Collected data:
#####

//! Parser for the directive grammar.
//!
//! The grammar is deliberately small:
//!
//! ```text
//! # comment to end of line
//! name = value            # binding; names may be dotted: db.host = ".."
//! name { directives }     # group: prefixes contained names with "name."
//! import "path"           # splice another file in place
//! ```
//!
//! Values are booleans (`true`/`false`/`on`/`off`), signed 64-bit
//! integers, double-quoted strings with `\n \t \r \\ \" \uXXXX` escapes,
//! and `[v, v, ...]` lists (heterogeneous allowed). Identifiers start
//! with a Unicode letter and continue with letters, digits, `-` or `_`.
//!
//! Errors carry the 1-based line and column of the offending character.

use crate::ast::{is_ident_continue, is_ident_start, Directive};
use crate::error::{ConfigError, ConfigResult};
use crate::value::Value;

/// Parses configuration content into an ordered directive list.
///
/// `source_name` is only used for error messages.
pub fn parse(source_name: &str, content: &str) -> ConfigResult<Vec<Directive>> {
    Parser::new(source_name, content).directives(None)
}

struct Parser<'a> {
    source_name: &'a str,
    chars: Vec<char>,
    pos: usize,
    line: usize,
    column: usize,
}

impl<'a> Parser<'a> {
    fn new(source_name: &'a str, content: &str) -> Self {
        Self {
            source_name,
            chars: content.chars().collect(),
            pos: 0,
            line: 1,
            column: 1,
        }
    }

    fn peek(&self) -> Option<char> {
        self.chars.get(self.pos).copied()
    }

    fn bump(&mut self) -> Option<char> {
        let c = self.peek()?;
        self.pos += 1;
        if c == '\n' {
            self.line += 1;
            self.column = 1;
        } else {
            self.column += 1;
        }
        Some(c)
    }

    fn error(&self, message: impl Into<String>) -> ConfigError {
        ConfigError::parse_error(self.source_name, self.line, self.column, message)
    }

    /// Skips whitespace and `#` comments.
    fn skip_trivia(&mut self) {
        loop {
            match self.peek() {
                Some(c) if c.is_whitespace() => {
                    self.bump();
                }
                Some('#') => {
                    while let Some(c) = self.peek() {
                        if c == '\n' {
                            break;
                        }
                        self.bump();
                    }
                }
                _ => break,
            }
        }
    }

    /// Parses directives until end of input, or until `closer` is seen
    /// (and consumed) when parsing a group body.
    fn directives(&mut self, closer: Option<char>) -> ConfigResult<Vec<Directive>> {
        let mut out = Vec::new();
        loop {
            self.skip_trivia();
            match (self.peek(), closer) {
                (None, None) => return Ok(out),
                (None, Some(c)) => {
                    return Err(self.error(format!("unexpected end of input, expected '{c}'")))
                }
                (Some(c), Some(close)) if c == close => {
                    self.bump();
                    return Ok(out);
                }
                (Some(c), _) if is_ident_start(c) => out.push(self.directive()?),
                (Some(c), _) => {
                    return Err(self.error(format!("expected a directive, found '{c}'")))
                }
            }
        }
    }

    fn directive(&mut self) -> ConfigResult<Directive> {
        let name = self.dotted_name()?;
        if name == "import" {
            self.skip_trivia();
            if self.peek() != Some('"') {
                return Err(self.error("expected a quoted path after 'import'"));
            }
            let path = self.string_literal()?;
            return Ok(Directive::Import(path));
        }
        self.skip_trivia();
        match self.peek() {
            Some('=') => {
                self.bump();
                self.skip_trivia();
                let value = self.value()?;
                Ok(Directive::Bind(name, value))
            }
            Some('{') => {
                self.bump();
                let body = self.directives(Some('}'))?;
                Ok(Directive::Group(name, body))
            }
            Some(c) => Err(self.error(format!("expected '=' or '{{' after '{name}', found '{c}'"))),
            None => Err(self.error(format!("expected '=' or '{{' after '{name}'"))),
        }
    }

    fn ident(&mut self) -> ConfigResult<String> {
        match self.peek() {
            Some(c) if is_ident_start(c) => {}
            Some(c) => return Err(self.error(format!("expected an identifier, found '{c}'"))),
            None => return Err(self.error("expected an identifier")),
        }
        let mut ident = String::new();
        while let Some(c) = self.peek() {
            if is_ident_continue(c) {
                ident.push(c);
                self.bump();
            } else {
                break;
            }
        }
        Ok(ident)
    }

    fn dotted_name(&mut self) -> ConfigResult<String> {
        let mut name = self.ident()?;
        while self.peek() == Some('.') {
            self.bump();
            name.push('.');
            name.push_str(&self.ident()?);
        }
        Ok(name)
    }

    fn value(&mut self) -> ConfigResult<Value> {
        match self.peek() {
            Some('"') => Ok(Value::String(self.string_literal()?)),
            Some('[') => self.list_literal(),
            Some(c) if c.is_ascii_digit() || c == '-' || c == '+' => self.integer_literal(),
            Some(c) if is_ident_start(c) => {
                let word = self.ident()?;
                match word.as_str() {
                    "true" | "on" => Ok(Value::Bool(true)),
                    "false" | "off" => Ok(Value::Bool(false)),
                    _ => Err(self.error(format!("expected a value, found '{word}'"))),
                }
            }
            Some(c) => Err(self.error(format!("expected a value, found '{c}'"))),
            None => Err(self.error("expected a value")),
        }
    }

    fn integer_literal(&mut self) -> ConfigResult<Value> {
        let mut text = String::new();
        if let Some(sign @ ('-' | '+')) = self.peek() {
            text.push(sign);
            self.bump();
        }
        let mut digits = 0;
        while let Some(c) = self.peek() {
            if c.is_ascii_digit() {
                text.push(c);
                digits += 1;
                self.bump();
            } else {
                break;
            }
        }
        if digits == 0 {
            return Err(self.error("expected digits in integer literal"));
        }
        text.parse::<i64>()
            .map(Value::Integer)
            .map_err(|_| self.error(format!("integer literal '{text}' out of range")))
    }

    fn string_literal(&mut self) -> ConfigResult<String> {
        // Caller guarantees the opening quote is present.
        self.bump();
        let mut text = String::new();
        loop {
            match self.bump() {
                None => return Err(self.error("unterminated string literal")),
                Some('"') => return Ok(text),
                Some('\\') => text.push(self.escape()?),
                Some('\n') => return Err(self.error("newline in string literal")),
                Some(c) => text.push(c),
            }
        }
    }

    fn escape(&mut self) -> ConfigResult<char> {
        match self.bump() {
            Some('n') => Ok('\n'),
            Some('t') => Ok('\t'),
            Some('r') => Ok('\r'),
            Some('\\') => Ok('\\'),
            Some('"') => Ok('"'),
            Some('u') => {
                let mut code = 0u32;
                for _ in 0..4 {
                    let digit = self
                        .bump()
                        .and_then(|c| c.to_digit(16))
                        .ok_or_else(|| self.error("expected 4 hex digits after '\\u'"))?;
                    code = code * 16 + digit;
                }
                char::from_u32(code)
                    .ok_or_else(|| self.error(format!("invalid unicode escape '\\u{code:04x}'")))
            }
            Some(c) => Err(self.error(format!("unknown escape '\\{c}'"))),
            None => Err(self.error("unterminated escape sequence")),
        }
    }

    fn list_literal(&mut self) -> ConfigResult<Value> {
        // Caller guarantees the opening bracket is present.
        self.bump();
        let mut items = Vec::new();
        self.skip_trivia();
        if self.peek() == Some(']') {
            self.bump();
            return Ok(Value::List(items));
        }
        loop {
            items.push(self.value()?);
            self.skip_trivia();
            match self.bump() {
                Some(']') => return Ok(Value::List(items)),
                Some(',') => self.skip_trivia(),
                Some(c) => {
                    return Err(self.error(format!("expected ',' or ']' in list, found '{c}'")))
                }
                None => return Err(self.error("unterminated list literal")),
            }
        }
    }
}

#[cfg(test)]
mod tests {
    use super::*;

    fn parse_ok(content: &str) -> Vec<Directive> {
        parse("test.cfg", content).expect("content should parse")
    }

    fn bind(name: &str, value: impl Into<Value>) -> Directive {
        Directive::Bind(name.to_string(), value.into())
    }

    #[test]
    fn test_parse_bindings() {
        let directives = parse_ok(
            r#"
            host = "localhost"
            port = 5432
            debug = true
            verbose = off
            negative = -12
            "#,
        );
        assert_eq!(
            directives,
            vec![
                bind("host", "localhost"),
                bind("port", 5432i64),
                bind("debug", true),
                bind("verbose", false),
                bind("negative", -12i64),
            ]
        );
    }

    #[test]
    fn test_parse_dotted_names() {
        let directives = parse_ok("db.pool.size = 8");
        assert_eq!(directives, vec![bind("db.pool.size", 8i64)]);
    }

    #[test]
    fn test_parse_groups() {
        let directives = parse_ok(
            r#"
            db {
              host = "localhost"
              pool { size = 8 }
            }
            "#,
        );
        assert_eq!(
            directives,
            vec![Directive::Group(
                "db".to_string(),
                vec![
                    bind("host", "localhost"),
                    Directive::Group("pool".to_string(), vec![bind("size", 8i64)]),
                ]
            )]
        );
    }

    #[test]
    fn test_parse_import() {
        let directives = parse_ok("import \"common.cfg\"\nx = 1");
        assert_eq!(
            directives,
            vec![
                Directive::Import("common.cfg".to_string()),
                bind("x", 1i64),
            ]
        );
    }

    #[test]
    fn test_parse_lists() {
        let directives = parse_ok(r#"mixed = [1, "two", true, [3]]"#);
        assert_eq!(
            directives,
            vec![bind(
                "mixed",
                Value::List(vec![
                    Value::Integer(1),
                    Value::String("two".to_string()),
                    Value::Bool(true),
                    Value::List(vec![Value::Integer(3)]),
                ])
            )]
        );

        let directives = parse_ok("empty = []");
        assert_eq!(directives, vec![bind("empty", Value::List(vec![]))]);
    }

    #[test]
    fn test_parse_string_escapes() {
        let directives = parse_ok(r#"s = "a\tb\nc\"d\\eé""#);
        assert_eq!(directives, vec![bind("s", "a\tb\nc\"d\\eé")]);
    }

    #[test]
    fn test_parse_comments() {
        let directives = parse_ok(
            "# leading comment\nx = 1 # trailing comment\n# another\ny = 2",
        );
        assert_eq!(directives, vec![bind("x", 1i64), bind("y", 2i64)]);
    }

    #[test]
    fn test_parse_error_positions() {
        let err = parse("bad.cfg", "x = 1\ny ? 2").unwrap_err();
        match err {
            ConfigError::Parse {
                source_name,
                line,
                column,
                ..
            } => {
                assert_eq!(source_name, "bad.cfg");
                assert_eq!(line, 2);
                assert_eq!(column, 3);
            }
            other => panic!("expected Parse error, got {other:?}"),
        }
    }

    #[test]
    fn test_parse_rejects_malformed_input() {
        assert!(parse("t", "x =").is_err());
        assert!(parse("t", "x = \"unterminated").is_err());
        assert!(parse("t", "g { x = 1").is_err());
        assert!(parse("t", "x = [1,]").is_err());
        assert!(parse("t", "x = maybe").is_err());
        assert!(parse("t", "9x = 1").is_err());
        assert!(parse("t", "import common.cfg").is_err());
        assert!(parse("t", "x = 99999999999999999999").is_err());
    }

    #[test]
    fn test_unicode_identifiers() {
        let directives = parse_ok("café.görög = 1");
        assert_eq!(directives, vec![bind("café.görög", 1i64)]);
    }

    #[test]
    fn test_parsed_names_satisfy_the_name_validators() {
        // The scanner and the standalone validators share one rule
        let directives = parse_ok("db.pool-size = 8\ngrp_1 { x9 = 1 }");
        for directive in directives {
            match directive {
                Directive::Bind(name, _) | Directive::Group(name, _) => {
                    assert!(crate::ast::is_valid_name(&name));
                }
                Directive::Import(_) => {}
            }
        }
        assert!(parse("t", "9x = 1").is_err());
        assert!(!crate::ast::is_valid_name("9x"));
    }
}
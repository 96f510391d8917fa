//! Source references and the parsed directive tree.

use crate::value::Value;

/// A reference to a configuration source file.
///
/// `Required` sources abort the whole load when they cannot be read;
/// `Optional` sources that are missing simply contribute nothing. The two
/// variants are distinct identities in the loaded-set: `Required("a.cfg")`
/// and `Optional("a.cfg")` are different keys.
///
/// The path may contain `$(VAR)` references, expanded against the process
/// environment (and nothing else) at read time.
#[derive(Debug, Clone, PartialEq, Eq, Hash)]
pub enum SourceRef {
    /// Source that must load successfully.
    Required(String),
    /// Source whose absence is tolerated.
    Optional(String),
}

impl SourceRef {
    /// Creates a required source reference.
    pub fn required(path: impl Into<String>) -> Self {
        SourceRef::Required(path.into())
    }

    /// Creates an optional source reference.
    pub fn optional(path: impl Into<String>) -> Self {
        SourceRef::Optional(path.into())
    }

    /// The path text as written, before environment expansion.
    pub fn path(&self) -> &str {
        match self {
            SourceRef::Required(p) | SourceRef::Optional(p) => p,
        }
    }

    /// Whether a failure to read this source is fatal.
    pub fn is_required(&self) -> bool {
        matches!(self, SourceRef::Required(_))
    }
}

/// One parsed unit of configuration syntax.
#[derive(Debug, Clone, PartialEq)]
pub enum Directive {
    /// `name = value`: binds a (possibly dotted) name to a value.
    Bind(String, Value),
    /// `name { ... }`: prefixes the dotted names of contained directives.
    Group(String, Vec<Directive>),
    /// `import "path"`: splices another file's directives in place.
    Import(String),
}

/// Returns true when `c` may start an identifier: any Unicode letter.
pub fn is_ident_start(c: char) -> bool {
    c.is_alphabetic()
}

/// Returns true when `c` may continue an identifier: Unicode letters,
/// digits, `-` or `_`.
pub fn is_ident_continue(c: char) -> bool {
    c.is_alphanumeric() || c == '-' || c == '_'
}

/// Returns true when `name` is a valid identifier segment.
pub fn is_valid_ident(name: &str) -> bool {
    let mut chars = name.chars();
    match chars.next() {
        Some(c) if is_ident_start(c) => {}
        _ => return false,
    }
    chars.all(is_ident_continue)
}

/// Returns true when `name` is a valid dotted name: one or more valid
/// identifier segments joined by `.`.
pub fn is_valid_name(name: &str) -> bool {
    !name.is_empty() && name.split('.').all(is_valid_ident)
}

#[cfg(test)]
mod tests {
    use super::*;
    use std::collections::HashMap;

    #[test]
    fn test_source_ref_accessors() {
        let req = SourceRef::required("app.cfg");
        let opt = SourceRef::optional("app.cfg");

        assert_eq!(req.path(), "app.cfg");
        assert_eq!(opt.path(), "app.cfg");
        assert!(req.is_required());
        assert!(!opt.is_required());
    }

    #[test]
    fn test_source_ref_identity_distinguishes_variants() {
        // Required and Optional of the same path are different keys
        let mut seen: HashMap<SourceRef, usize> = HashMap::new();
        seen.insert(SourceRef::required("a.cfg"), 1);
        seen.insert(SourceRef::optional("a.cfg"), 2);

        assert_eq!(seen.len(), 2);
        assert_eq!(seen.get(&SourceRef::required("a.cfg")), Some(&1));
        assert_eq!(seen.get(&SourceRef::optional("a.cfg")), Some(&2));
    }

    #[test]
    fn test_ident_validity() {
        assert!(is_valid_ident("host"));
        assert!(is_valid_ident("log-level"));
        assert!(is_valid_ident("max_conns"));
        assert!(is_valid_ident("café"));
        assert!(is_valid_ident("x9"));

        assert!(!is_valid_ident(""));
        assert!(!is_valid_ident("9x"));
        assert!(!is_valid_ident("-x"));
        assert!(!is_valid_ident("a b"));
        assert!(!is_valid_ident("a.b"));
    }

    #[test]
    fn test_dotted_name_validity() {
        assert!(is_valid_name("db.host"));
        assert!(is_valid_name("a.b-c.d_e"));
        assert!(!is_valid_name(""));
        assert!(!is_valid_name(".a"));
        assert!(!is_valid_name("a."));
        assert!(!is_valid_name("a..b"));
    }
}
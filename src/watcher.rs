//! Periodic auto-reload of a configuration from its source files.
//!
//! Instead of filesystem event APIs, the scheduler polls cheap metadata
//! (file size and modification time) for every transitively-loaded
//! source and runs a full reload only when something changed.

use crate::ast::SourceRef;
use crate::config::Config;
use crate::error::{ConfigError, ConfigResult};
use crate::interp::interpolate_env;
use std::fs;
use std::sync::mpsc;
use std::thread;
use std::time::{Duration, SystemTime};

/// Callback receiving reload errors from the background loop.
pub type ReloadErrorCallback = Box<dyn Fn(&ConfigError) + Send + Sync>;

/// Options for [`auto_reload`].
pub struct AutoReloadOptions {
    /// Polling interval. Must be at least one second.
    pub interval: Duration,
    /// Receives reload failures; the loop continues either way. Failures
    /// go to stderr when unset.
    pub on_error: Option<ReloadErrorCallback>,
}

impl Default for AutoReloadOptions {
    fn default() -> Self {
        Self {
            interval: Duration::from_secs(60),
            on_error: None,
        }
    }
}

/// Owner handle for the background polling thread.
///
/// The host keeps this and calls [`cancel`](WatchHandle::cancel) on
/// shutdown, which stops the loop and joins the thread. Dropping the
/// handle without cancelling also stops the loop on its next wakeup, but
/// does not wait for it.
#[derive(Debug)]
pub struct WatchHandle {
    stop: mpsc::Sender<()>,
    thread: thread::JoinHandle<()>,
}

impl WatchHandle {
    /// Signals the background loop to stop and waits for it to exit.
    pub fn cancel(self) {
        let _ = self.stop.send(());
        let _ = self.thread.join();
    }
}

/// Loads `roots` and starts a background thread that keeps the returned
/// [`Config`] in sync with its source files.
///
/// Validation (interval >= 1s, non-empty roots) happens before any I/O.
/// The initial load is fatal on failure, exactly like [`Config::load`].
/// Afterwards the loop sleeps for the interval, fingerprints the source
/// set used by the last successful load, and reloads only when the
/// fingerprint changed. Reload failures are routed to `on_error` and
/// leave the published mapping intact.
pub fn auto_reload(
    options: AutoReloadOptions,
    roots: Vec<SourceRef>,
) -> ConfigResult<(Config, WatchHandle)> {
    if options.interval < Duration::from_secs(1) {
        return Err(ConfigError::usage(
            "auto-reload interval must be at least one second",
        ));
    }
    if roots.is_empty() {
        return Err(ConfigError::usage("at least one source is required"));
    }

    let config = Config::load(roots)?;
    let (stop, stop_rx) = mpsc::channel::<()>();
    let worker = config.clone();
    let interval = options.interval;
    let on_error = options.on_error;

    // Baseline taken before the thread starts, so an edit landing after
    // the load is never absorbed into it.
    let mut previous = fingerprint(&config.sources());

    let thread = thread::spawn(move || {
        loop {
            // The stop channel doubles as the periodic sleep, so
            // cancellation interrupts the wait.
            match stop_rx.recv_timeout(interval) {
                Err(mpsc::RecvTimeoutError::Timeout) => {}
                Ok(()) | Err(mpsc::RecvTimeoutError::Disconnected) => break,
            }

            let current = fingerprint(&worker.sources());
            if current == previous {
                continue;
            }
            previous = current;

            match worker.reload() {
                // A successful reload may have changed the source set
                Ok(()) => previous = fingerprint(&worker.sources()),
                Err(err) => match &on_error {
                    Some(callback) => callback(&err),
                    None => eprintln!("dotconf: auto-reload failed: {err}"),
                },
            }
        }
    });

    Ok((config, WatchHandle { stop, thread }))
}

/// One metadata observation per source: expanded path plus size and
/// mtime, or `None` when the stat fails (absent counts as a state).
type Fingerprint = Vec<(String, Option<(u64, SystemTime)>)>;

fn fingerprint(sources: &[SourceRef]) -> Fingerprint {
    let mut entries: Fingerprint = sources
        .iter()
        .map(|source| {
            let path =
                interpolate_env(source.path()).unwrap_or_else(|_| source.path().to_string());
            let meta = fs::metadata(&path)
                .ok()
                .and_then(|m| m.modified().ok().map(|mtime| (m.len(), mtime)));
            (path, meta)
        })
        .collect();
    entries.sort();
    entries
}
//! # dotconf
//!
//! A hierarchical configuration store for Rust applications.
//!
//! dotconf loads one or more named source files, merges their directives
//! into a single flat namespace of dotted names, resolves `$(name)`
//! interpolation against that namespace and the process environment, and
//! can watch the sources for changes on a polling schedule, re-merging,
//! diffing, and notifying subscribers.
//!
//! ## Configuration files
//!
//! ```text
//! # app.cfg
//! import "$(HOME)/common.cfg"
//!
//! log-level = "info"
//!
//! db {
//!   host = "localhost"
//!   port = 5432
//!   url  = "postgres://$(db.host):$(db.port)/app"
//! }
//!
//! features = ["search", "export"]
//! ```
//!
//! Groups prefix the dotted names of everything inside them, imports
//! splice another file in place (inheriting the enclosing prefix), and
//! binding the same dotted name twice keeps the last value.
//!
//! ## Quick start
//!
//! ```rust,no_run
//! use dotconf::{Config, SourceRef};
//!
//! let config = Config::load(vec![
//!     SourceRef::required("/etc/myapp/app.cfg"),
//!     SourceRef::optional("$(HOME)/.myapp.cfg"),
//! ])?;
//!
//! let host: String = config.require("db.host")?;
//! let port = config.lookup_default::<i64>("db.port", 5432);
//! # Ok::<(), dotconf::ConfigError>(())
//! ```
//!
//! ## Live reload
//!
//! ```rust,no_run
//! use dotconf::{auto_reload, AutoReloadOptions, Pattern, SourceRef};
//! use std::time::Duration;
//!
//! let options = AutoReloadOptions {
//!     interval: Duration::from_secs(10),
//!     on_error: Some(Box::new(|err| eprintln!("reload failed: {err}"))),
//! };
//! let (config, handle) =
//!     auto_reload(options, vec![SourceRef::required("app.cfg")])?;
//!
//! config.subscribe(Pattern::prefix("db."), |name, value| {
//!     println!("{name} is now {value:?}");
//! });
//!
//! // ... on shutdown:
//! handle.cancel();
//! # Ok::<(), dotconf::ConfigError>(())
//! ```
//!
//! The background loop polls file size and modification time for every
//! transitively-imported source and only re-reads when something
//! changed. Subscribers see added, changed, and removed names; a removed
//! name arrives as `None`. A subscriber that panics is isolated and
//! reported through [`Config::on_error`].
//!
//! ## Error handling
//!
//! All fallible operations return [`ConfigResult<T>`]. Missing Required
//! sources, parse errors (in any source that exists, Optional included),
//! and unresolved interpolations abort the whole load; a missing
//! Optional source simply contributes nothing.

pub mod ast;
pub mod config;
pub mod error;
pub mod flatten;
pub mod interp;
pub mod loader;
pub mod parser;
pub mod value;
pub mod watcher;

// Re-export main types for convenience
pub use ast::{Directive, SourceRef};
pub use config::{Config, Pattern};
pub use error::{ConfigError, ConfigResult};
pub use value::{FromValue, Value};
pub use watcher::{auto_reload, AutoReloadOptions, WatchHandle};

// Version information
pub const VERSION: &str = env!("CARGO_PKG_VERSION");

#####

What needs to be done - In the entries above, the lines from the one bearing "pub struct WatchHandle" up to and including the one bearing "fingerprints the source" should be transcribed exactly; no other line is wanted.

Output for this task -
pub struct WatchHandle {
    stop: mpsc::Sender<()>,
    thread: thread::JoinHandle<()>,
}

impl WatchHandle {
    /// Signals the background loop to stop and waits for it to exit.
    pub fn cancel(self) {
        let _ = self.stop.send(());
        let _ = self.thread.join();
    }
}

/// Loads `roots` and starts a background thread that keeps the returned
/// [`Config`] in sync with its source files.
///
/// Validation (interval >= 1s, non-empty roots) happens before any I/O.
/// The initial load is fatal on failure, exactly like [`Config::load`].
/// Afterwards the loop sleeps for the interval, fingerprints the source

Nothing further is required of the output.